I’m currently staying/participating at a squatted site called Grow Heathrow. It is proving to be quite an important time for me. Politically affirming. I came here to learn skills, connect with others who have similar ideas about how we provide for ourselves, and give my support to a cause/project I’m passionate about. The squat originated from a need to confront the proposed plans for a third runway at Heathrow Airport. The government in the UK has been looking at airport expansion for a while now – there’s still talk as to where this expansion will take place. If they opt for Heathrow, they’ll have to remove the squatters from this land and tarmac over the village of Sipson; one of the principle aims of the project is to instil community resistance in Sipson against Heathrow Airport Holdings (formerly British Airports Authority), if they come knocking.
The attitude here is great. People are focused. It’s a working squat. People arrive for many reasons. I’m here to work. That’s where my head is at the moment – I want to be productive, to be useful. Other visitors are here to enjoy themselves, relax and talk with others. This is a haven for free thought – a space to breathe for those disillusioned with materialism.

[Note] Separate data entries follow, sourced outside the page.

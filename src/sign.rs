//! ES256 signing and verification of the metadata manifest.

use p256::ecdsa::signature::{RandomizedSigner, Verifier};
use p256::ecdsa::{DerSignature, Signature, SigningKey, VerifyingKey};
use p256::pkcs8::DecodePrivateKey;
use p256::SecretKey;
use rand::rngs::OsRng;
use std::fs;
use std::path::{Path, PathBuf};
use tracing::info;
use x509_cert::der::DecodePem;
use x509_cert::Certificate;

use crate::error::{Error, IoContext, Result};
use crate::manifest::{self, FileRef, Jwt, Manifest};

/// Metadata files and directory names that make up a manifest.
#[derive(Clone, Debug)]
pub struct MetadataFiles {
    pub directory_file: PathBuf,
    pub symlink_file: PathBuf,
    pub regular_file: PathBuf,
    pub persistent_file: PathBuf,
    pub rootfs_directory: String,
    pub certificate_file: PathBuf,
    /// Included in the manifest only when the file exists.
    pub total_regular_size_file: PathBuf,
    pub compressed_rootfs_directory: Option<String>,
}

impl MetadataFiles {
    /// Hashes every listed file into a manifest.
    pub fn manifest(&self) -> Result<Manifest> {
        let total_regular_size = if self.total_regular_size_file.is_file() {
            let path = &self.total_regular_size_file;
            Some(fs::read_to_string(path).at(path)?)
        } else {
            None
        };

        Ok(Manifest {
            version: manifest::VERSION,
            directory: FileRef::from_path(&self.directory_file)?,
            symlink: FileRef::from_path(&self.symlink_file)?,
            regular: FileRef::from_path(&self.regular_file)?,
            persistent: FileRef::from_path(&self.persistent_file)?,
            rootfs_directory: self.rootfs_directory.clone(),
            certificate: FileRef::from_path(&self.certificate_file)?,
            total_regular_size,
            compressed_rootfs_directory: self.compressed_rootfs_directory.clone(),
        })
    }
}

/// Loads a P-256 private key from PKCS#8 or SEC1 PEM.
pub fn load_signing_key(path: &Path) -> Result<SigningKey> {
    let pem = fs::read_to_string(path).at(path)?;
    if let Ok(key) = SigningKey::from_pkcs8_pem(&pem) {
        return Ok(key);
    }
    SecretKey::from_sec1_pem(&pem)
        .map(SigningKey::from)
        .map_err(|_| Error::Key(path.to_owned(), "not a PEM encoded P-256 private key".into()))
}

/// Loads the public key of an X.509 certificate in PEM form.
pub fn load_verifying_key(pem: &str) -> Result<VerifyingKey> {
    let cert = Certificate::from_pem(pem.as_bytes()).map_err(|err| Error::Certificate(err.to_string().into()))?;
    let point = cert
        .tbs_certificate
        .subject_public_key_info
        .subject_public_key
        .as_bytes()
        .ok_or_else(|| Error::Certificate("public key has unused bits".into()))?;
    VerifyingKey::from_sec1_bytes(point).map_err(|_| Error::Certificate("not a P-256 public key".into()))
}

/// Signs `data` with a random nonce and returns the DER signature in base64.
pub fn sign_with(key: &SigningKey, data: &str) -> String {
    let signature: DerSignature = key.sign_with_rng(&mut OsRng, data.as_bytes());
    manifest::b64encode(signature.as_bytes())
}

pub fn sign(key_file: &Path, data: &str) -> Result<String> {
    let key = load_signing_key(key_file)?;
    Ok(sign_with(&key, data))
}

/// Builds and signs the manifest for `files`, returning the compact JWT.
pub fn sign_manifest(files: &MetadataFiles, key_file: &Path) -> Result<Jwt> {
    let key = load_signing_key(key_file)?;
    let header = manifest::header()?;
    let payload = files.manifest()?.encode()?;
    let signature = sign_with(&key, &format!("{}.{}", header, payload));
    Ok(Jwt {
        header,
        payload,
        signature,
    })
}

/// Writes `header.payload.signature` to `output`.
pub fn sign_metadata(files: &MetadataFiles, key_file: &Path, output: &Path) -> Result<()> {
    let jwt = sign_manifest(files, key_file)?;
    fs::write(output, jwt.to_string()).at(output)?;
    info!("wrote {}", output.display());
    Ok(())
}

/// Checks the signature of a JWT against a certificate and returns its manifest.
pub fn verify(jwt: &Jwt, certificate_pem: &str) -> Result<Manifest> {
    let key = load_verifying_key(certificate_pem)?;
    verify_with(jwt, &key)
}

/// Checks the signature of a JWT against a public key. DER and raw `r || s`
/// signatures are both accepted.
pub fn verify_with(jwt: &Jwt, key: &VerifyingKey) -> Result<Manifest> {
    let algorithm = jwt.algorithm()?;
    if algorithm != manifest::ALGORITHM {
        return Err(Error::Jwt(format!("unsupported algorithm {}", algorithm).into()));
    }

    let bytes = jwt.signature_bytes()?;
    let signature = match Signature::from_der(&bytes) {
        Ok(ok) => ok,
        Err(_) => Signature::from_slice(&bytes).map_err(|_| Error::Signature)?,
    };
    key.verify(jwt.signing_input().as_bytes(), &signature)
        .map_err(|_| Error::Signature)?;

    jwt.manifest()
}
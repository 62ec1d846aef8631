// Copyright 2019-2020 PolkaX Authors. Licensed under GPL-3.0.

//! The transactional object store contract, and the shared utilities the
//! persistent collections are built on: the transaction driver, the lazy
//! sequence view and the MessagePack framing helpers.

#![deny(missing_docs)]

pub mod codec;
mod error;
mod impls;
mod object;
mod seq;
mod store;

pub use self::error::{CodecError, StoreError};
pub use self::impls::{FailFn, FailStore, LogStore};
pub use self::object::{Object, ObjectHandle};
pub use self::seq::Seq;
pub use self::store::{transact, transact_read, Restartable, Store};
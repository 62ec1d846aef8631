// Copyright 2019-2020 PolkaX Authors. Licensed under GPL-3.0.

use objstore::Restartable;

pub(crate) type Result<T, E = BTreeError> = std::result::Result<T, E>;

/// The B-tree error.
#[derive(Debug, thiserror::Error)]
pub enum BTreeError {
    /// A node payload did not match the node encoding.
    #[error("{0}")]
    Codec(#[from] objstore::CodecError),
    /// Underlying store failure, including the restart signal.
    #[error(transparent)]
    Store(#[from] objstore::StoreError),
}

impl Restartable for BTreeError {
    fn is_restart(&self) -> bool {
        match self {
            BTreeError::Store(err) => err.is_restart(),
            BTreeError::Codec(_) => false,
        }
    }
}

Here there’s no room for the workings of capital – no pressure to work the 9 to 5. It is a kind of political expression that directly challenges labour, the 9 to 5 grind. It is this kind of political expression that interests me at the moment, as opposed to attending the monthly anti-war protest/demonstration. Protest is important, but we must also set the agenda. ‘If all we do is oppose what they are trying to do, then we simply follow in their footsteps’. We need to carry on with our activity that isn’t determined by money. We must dedicate ourselves to what we consider necessary or desirable. We must live the world we want to create. Besides, protesting wipes me out (as I recently experienced at the protest against Fracking at Balcome). Not sure I want to devote my time and energy to protests, where we shout, confront police etc. It’s not in my nature to use physical force against other humans. Probably too middle class. It’s not in my nature to shout about things, sing chants etc. Perhaps if it’s a cause that really riles me up, then I might reconsider.

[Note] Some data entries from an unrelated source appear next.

#[cfg(test)]
mod tests {
    use super::*;
    use objstore_memory::{MemoryHandle, MemoryStore};

    fn key(n: usize) -> Vec<u8> {
        format!("key-{}", n).into_bytes()
    }

    fn value(store: &mut MemoryStore, n: usize) -> MemoryHandle {
        store.create(vec![n as u8], Vec::new()).unwrap()
    }

    fn chain_handles(store: &MemoryStore, head: MemoryHandle) -> Vec<MemoryHandle> {
        let mut out = vec![head.clone()];
        let mut cursor = head;
        loop {
            let bucket = Bucket::read(store, cursor).unwrap();
            match bucket.next() {
                Some(next) => {
                    out.push(next.clone());
                    cursor = next.clone();
                }
                None => return out,
            }
        }
    }

    #[test]
    fn test_empty_bucket_shape() {
        let mut store = MemoryStore::new();
        let bucket = Bucket::create_empty(&mut store).unwrap();
        assert!(bucket.is_empty());
        assert!(bucket.next().is_none());
        assert_eq!(bucket.first_empty_slot(), Some(0));

        let object = store.read(bucket.handle()).unwrap();
        assert_eq!(object.payload, vec![0x90]);
        assert_eq!(object.refs.len(), 1);
        assert!(object.refs[0].same_referent(bucket.handle()));
    }

    #[test]
    fn test_place_clear_and_tidy() {
        let mut store = MemoryStore::new();
        let mut bucket = Bucket::create_empty(&mut store).unwrap();
        for n in 0..3 {
            let v = value(&mut store, n);
            bucket.place(n, &key(n), v);
        }
        assert_eq!(bucket.slot_limit(), 3);
        assert!(bucket.slot_occupied(1));

        // Clearing a middle slot keeps the tail slots addressable.
        bucket.clear(1);
        assert!(bucket.slot_empty(1));
        assert!(bucket.slot_occupied(2));
        assert_eq!(bucket.slot_limit(), 3);
        assert_eq!(bucket.find_slot(&key(2)), Some(2));

        // Clearing the tail slot trims the ref tail and the stranded slots.
        bucket.clear(2);
        assert_eq!(bucket.slot_limit(), 1);
        assert!(!bucket.is_empty());

        bucket.clear(0);
        assert!(bucket.is_empty());
    }

    #[test]
    fn test_full_bucket_grows_a_chain() {
        let mut store = MemoryStore::new();
        let head = Bucket::create_empty(&mut store).unwrap();
        let head_handle = head.handle().clone();

        for n in 0..BUCKET_CAPACITY {
            let v = value(&mut store, n);
            let putting = chain_put(&mut store, head_handle.clone(), &key(n), v).unwrap();
            assert!(putting.added);
            assert_eq!(putting.chain_delta, 0);
        }

        // The 65th key does not fit and spills into a fresh chain bucket.
        let v = value(&mut store, BUCKET_CAPACITY);
        let putting = chain_put(&mut store, head_handle.clone(), &key(BUCKET_CAPACITY), v).unwrap();
        assert!(putting.added);
        assert_eq!(putting.chain_delta, 1);
        assert_eq!(chain_handles(&store, head_handle.clone()).len(), 2);

        for n in 0..=BUCKET_CAPACITY {
            let found = chain_find(&store, head_handle.clone(), &key(n)).unwrap();
            assert!(found.is_some());
        }
        assert_eq!(
            chain_find(&store, head_handle, b"absent").unwrap(),
            None
        );
    }

    #[test]
    fn test_overwrite_keeps_payload_bytes() {
        let mut store = MemoryStore::new();
        let head = Bucket::create_empty(&mut store).unwrap();
        let head_handle = head.handle().clone();

        let first = value(&mut store, 1);
        chain_put(&mut store, head_handle.clone(), b"k", first).unwrap();
        let before = store.read(&head_handle).unwrap().payload;

        let second = value(&mut store, 2);
        let putting = chain_put(&mut store, head_handle.clone(), b"k", second.clone()).unwrap();
        assert!(!putting.added);
        let object = store.read(&head_handle).unwrap();
        assert_eq!(object.payload, before);
        assert!(object.refs[1].same_referent(&second));
    }

    #[test]
    fn test_put_moves_key_forward_in_chain() {
        let mut store = MemoryStore::new();
        let head = Bucket::create_empty(&mut store).unwrap();
        let head_handle = head.handle().clone();

        // Fill the head, spill one key into a second bucket.
        for n in 0..BUCKET_CAPACITY {
            let v = value(&mut store, n);
            chain_put(&mut store, head_handle.clone(), &key(n), v).unwrap();
        }
        let spilled = key(BUCKET_CAPACITY);
        let v = value(&mut store, BUCKET_CAPACITY);
        chain_put(&mut store, head_handle.clone(), &spilled, v).unwrap();

        // Free a head slot, then re-put the spilled key: it moves into the
        // head and the emptied tail bucket is detached.
        let removal = chain_remove(&mut store, head_handle.clone(), &key(3), true).unwrap();
        assert!(removal.done);
        assert_eq!(removal.chain_delta, 0);

        let moved = value(&mut store, 99);
        let putting = chain_put(&mut store, head_handle.clone(), &spilled, moved.clone()).unwrap();
        assert!(!putting.added);
        assert_eq!(putting.chain_delta, -1);
        assert_eq!(chain_handles(&store, head_handle.clone()).len(), 1);

        let found = chain_find(&store, head_handle, &spilled).unwrap().unwrap();
        assert!(found.same_referent(&moved));
    }

    #[test]
    fn test_remove_detaches_emptied_tail() {
        let mut store = MemoryStore::new();
        let head = Bucket::create_empty(&mut store).unwrap();
        let head_handle = head.handle().clone();

        for n in 0..=BUCKET_CAPACITY {
            let v = value(&mut store, n);
            chain_put(&mut store, head_handle.clone(), &key(n), v).unwrap();
        }
        assert_eq!(chain_handles(&store, head_handle.clone()).len(), 2);

        // Removing the spilled key empties the tail bucket, which reports
        // its own detachment to the head.
        let removal =
            chain_remove(&mut store, head_handle.clone(), &key(BUCKET_CAPACITY), true).unwrap();
        assert!(removal.done);
        assert_eq!(removal.chain_delta, -1);
        assert!(matches!(removal.link, Link::Unchanged));
        assert_eq!(chain_handles(&store, head_handle.clone()).len(), 1);
        assert_eq!(
            chain_find(&store, head_handle, &key(BUCKET_CAPACITY)).unwrap(),
            None
        );
    }

    #[test]
    fn test_remove_emptied_head_reports_relink() {
        let mut store = MemoryStore::new();
        let head = Bucket::create_empty(&mut store).unwrap();
        let head_handle = head.handle().clone();

        for n in 0..=BUCKET_CAPACITY {
            let v = value(&mut store, n);
            chain_put(&mut store, head_handle.clone(), &key(n), v).unwrap();
        }
        // Empty the head bucket one key at a time; the last removal must
        // hand the chain's tail back as the new head.
        for n in 0..BUCKET_CAPACITY - 1 {
            chain_remove(&mut store, head_handle.clone(), &key(n), true).unwrap();
        }
        let removal =
            chain_remove(&mut store, head_handle.clone(), &key(BUCKET_CAPACITY - 1), true)
                .unwrap();
        assert!(removal.done);
        assert_eq!(removal.chain_delta, -1);
        match removal.link {
            Link::Relink(new_head) => {
                assert!(!new_head.same_referent(&head_handle));
                let found = chain_find(&store, new_head, &key(BUCKET_CAPACITY)).unwrap();
                assert!(found.is_some());
            }
            _ => panic!("head was not relinked"),
        }
    }

    #[test]
    fn test_remove_emptied_sole_head_is_written_out() {
        let mut store = MemoryStore::new();
        let head = Bucket::create_empty(&mut store).unwrap();
        let head_handle = head.handle().clone();

        let v = value(&mut store, 0);
        chain_put(&mut store, head_handle.clone(), &key(0), v).unwrap();
        let removal = chain_remove(&mut store, head_handle.clone(), &key(0), true).unwrap();
        assert!(removal.done);
        assert_eq!(removal.chain_delta, 0);
        assert!(matches!(removal.link, Link::Unchanged));

        // The emptied head was written back in its empty shape.
        let object = store.read(&head_handle).unwrap();
        assert_eq!(object.payload, vec![0x90]);
        assert_eq!(object.refs.len(), 1);
    }

    #[test]
    fn test_remove_absent_key() {
        let mut store = MemoryStore::new();
        let head = Bucket::create_empty(&mut store).unwrap();
        let v = value(&mut store, 0);
        chain_put(&mut store, head.handle().clone(), &key(0), v).unwrap();
        let removal = chain_remove(&mut store, head.handle().clone(), b"absent", true).unwrap();
        assert!(!removal.done);
        assert_eq!(removal.chain_delta, 0);
    }
}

At the squat there is a non-hierarchical, anarchistic set up. No one is instructed to work. People work when they feel ready to. There are always tasks to be done. People wake up, a group gets together, starts talking – momentum starts to build and we work on a project. And we work hard. But it doesn’t feel like work. Because we’re there at our own will, because it’s a cause we believe in, there’s such comradery in our collective work. It’s fun and social. What great conversations emerge during work. Working together on something, where there’s a common goal, an objective, sometimes sparks more interesting conversations than assembling with the intention to socialise. During the summer there seems to be a huge flux of international travellers who have heard about the project. The squat reminds me of travelling in hostels – spaces to socialise, unwind and talk idealistically.
A working mind is a healthy mind. People are happy when they’re productive, when they’re being useful. Their self-esteem grows, their self-confidence and sense of value to the group benefits. During this first month, I have easily forgiven those who have not managed to work and contribute fully. There will be a long history of reasons as to why some are able to contribute more than others. Those that don’t, we should have sympathy for and try to understand why, rather than resent them. I guess I am just grateful I have this working mind, this motivation. I’ve only been here for a month, and my feelings on this may change. Without special resolve and grit, I imagine it is easy to lose patience over time.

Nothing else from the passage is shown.